Reviews

The Threepenny Opera (Olivier, National Theatre)

Rory Kinnear stars in Simon Stephens’ reworking of this dark classic

This new version of Bertolt Brecht and Kurt Weill’s The Threepenny Opera comes courtesy of Simon Stephens, who’s kept the tunes (obviously), but brushed up dialogue and lyrics. It’s properly coarse, with the imaginative swearing bearing the fruity tang of the East End of London. And there’s added inter-generational sauciness: not only does Macheath have it off with the schoolmarm-ish Polly Peachum, but he’s been dallying with her licentious mother too; more significant than his romping with the sassy Lucy Brown is his long-standing, sexual relationship with her father, Tiger Brown.

And really, everyone’s at it: Stephens even explains Macheath’s Teflon-like inability to be brought to justice by having him know a lot of naughty secrets about the King of England… Suddenly, the big happy ending, the illogical deus ex machina, has a motive – which arguably undermines Brecht’s jolting conclusion. On the other hand, it does persuasively suggest that corruption isn’t confined to the gutter: it goes all the way up to Royalty.

Rory Kinnear might not be an obvious choice for irresistible bad boy – but he does have a magnetic quality and an appropriately shark-like, sinister grin. There’s menace there, a metallic coolness, but also a hot arrogance: he’ll just reach out and take whatever he wants. In his first musical role, Kinnear sails easily through the songs.

Not that the threat of violence amounts to much: for a murderer, Macheath’s hands remain remarkably clean (all the better to grope you with). Stage deaths are daft, stage blood a tangle of red wool; he may have a terrifying butcher’s knife but we never think he’d really dismember anyone. Likewise, the anti-capitalist points of Brecht’s story may find a splenetic new voice in Stephens’ version but the ‘it’s hard to be good when you’re poor argument’ feels tossed on the waves.

Vicki Mortimer‘s Brechtian design is terrific; characters crash through papered flats, steps and costume rails are openly wheeled around. Evoking the war that Macheath and Tiger Brown fought in together prompts one of Norris’ signature simple-but-bloody-effective visual flourishes: lights and sandbags swing through the auditorium, giving a dizzy sense of peril.

The stage is populated by 1920s grotesques in braces and bowler hats; smeared black eye make-up gives the look of a grubby, inky illustration. Some performances are exceptional – Nick Holder as Jonathan Jeremiah Peachum, who ‘licenses’ the East End’s beggars, is camply vile, trotting round in heels like a corpulent pig in a pin-stripe suit. Haydn Gwynne as Celia Peachum holds herself at spiky angles; she aims for alluring, but looks as rickety as the set. And Jamie Beddard frequently owns the stage. He may have a speech impediment, but the joke’s on everyone else: he speaks the clearest truth of any of Macheath’s henchman.

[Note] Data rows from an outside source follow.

use async_trait::async_trait;
use chatledger_core::{CellRange, CoreError, TabularStore};
use chatledger_domain::{CellValue, Grid};
use reqwest::{Client, Response, StatusCode};
use serde::Deserialize;
use tracing::{debug, info};
use url::Url;

use crate::{
    retry::{send_with_retry, RetryPolicy},
    values::{qualified_range, ValueRange},
    SheetsError,
};

const APPEND_ANCHOR: &str = "A1";

#[derive(Debug, Deserialize)]
struct SpreadsheetResponse {
    #[serde(default)]
    sheets: Vec<SheetEntry>,
}

#[derive(Debug, Deserialize)]
struct SheetEntry {
    properties: SheetProperties,
}

#[derive(Debug, Deserialize)]
struct SheetProperties {
    title: String,
}

/// Spreadsheet values API client bound to one spreadsheet.
#[derive(Debug, Clone)]
pub struct SheetsClient {
    http: Client,
    base_url: Url,
    spreadsheet_id: String,
    access_token: Option<String>,
    retry: RetryPolicy,
}

impl SheetsClient {
    pub fn new(
        base_url: &str,
        spreadsheet_id: impl Into<String>,
        access_token: Option<String>,
    ) -> Result<Self, SheetsError> {
        let base_url = Url::parse(base_url)?;
        if base_url.cannot_be_a_base() {
            return Err(SheetsError::BaseUrl(base_url.to_string()));
        }
        Ok(Self {
            http: Client::new(),
            base_url,
            spreadsheet_id: spreadsheet_id.into(),
            access_token,
            retry: RetryPolicy::default(),
        })
    }

    pub fn with_retry_policy(mut self, retry: RetryPolicy) -> Self {
        self.retry = retry;
        self
    }

    pub fn spreadsheet_id(&self) -> &str {
        &self.spreadsheet_id
    }

    /// Confirms the spreadsheet is reachable with the configured credentials.
    pub async fn verify_access(&self) -> Result<usize, SheetsError> {
        let titles = self.sheet_titles().await?;
        info!(
            spreadsheet = %self.spreadsheet_id,
            sheets = titles.len(),
            "spreadsheet access verified"
        );
        Ok(titles.len())
    }

    /// `{base}/spreadsheets/{id}` followed by `extra` path segments.
    pub fn endpoint(&self, extra: &[&str]) -> Result<Url, SheetsError> {
        let mut url = self.base_url.clone();
        {
            let mut segments = url
                .path_segments_mut()
                .map_err(|_| SheetsError::BaseUrl(self.base_url.to_string()))?;
            segments.pop_if_empty();
            segments.push("spreadsheets").push(&self.spreadsheet_id);
            segments.extend(extra);
        }
        Ok(url)
    }

    async fn sheet_titles(&self) -> Result<Vec<String>, SheetsError> {
        let url = self.endpoint(&[])?;
        let request = self
            .authorized(self.http.get(url))
            .query(&[("fields", "sheets.properties.title")]);
        let response = check(send_with_retry(request, &self.retry).await?).await?;
        let body: SpreadsheetResponse = response.json().await?;
        Ok(body
            .sheets
            .into_iter()
            .map(|entry| entry.properties.title)
            .collect())
    }

    async fn get_values(&self, range: String) -> Result<Grid, SheetsError> {
        let url = self.endpoint(&["values", range.as_str()])?;
        let request = self.authorized(self.http.get(url)).query(&[
            ("majorDimension", "ROWS"),
            ("valueRenderOption", "FORMATTED_VALUE"),
        ]);
        let response = check(send_with_retry(request, &self.retry).await?).await?;
        let body: ValueRange = response.json().await?;
        Ok(body.into_grid())
    }

    async fn append_values(&self, range: String, row: Vec<CellValue>) -> Result<(), SheetsError> {
        let url = self.endpoint(&["values", format!("{range}:append").as_str()])?;
        let body = ValueRange::rows(range, &vec![row]);
        let request = self
            .authorized(self.http.post(url))
            .query(&[
                ("valueInputOption", "USER_ENTERED"),
                ("insertDataOption", "INSERT_ROWS"),
            ])
            .json(&body);
        check(send_with_retry(request, &RetryPolicy::once()).await?).await?;
        Ok(())
    }

    async fn put_values(&self, range: String, values: &Grid) -> Result<(), SheetsError> {
        let url = self.endpoint(&["values", range.as_str()])?;
        let body = ValueRange::rows(range, values);
        let request = self
            .authorized(self.http.put(url))
            .query(&[("valueInputOption", "USER_ENTERED")])
            .json(&body);
        check(send_with_retry(request, &self.retry).await?).await?;
        Ok(())
    }

    fn authorized(&self, request: reqwest::RequestBuilder) -> reqwest::RequestBuilder {
        match &self.access_token {
            Some(token) => request.bearer_auth(token),
            None => request,
        }
    }
}

async fn check(response: Response) -> Result<Response, SheetsError> {
    let status = response.status();
    if status == StatusCode::UNAUTHORIZED || status == StatusCode::FORBIDDEN {
        return Err(SheetsError::Unauthorized(status.as_u16()));
    }
    if !status.is_success() {
        let body = response.text().await.unwrap_or_default();
        return Err(SheetsError::Api {
            status: status.as_u16(),
            message: body,
        });
    }
    Ok(response)
}

#[async_trait]
impl TabularStore for SheetsClient {
    async fn list_sheet_names(&self) -> Result<Vec<String>, CoreError> {
        Ok(self.sheet_titles().await?)
    }

    async fn read_range(&self, sheet: &str, range: &CellRange) -> Result<Grid, CoreError> {
        let qualified = qualified_range(sheet, &range.expression()?);
        debug!(range = %qualified, "reading values");
        Ok(self.get_values(qualified).await?)
    }

    async fn append_row(&self, sheet: &str, row: Vec<CellValue>) -> Result<(), CoreError> {
        let qualified = qualified_range(sheet, APPEND_ANCHOR);
        debug!(range = %qualified, cells = row.len(), "appending row");
        Ok(self.append_values(qualified, row).await?)
    }

    async fn update_range(
        &self,
        sheet: &str,
        range: &CellRange,
        values: Grid,
    ) -> Result<(), CoreError> {
        let qualified = qualified_range(sheet, &range.expression()?);
        debug!(range = %qualified, "updating values");
        Ok(self.put_values(qualified, &values).await?)
    }
}

#[cfg(test)]
mod tests {
    use super::*;

    #[test]
    fn endpoint_encodes_qualified_ranges() {
        let client =
            SheetsClient::new("https://sheets.example.test/v4/", "abc123", None).expect("client");
        let range = qualified_range("GASTOS OCT 26", "A1");
        let url = client.endpoint(&["values", range.as_str()]).expect("url");
        assert_eq!(
            url.as_str(),
            "https://sheets.example.test/v4/spreadsheets/abc123/values/'GASTOS%20OCT%2026'!A1"
        );
    }

    #[test]
    fn endpoint_tolerates_missing_trailing_slash() {
        let client = SheetsClient::new("http://127.0.0.1:9/v4", "id", None).expect("client");
        assert_eq!(
            client.endpoint(&[]).expect("url").as_str(),
            "http://127.0.0.1:9/v4/spreadsheets/id"
        );
    }

    #[test]
    fn rejects_non_hierarchical_base_urls() {
        assert!(matches!(
            SheetsClient::new("mailto:ledger@example.test", "id", None),
            Err(SheetsError::BaseUrl(_))
        ));
    }
}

Rosalie Craig is great as Polly Peachum, an acid touch licking her spic-and-span sensibleness – but despite her usually radiant voice, some first half moments are squawky. As are Sharon Small’s, as Macheath’s prostitute lover Jenny Diver. Sure, these are meant to be rough-and-ready, but they risk being just rough. Oozing richness, by contrast, is cabaret star Le Gateau Chocolat, who croons "Mack the Knife" deliciously.

Weill’s classic music is played with appropriately rackety swagger by a vaudevillian band of accordion, brass, banjo and piano. Yet sometimes there’s a stultifying stop-start rhythm between the songs and action, wasting the madcap energy which Norris brings out in hectically choreographed, stylised ensemble scenes and chase sequences. But the second half goes with more of a swing, and I suspect the show will get lighter on its feet yet. It’s already very enjoyable – just lacking a little bite.

The Threepenny Opera runs at the National Theatre until 1 October.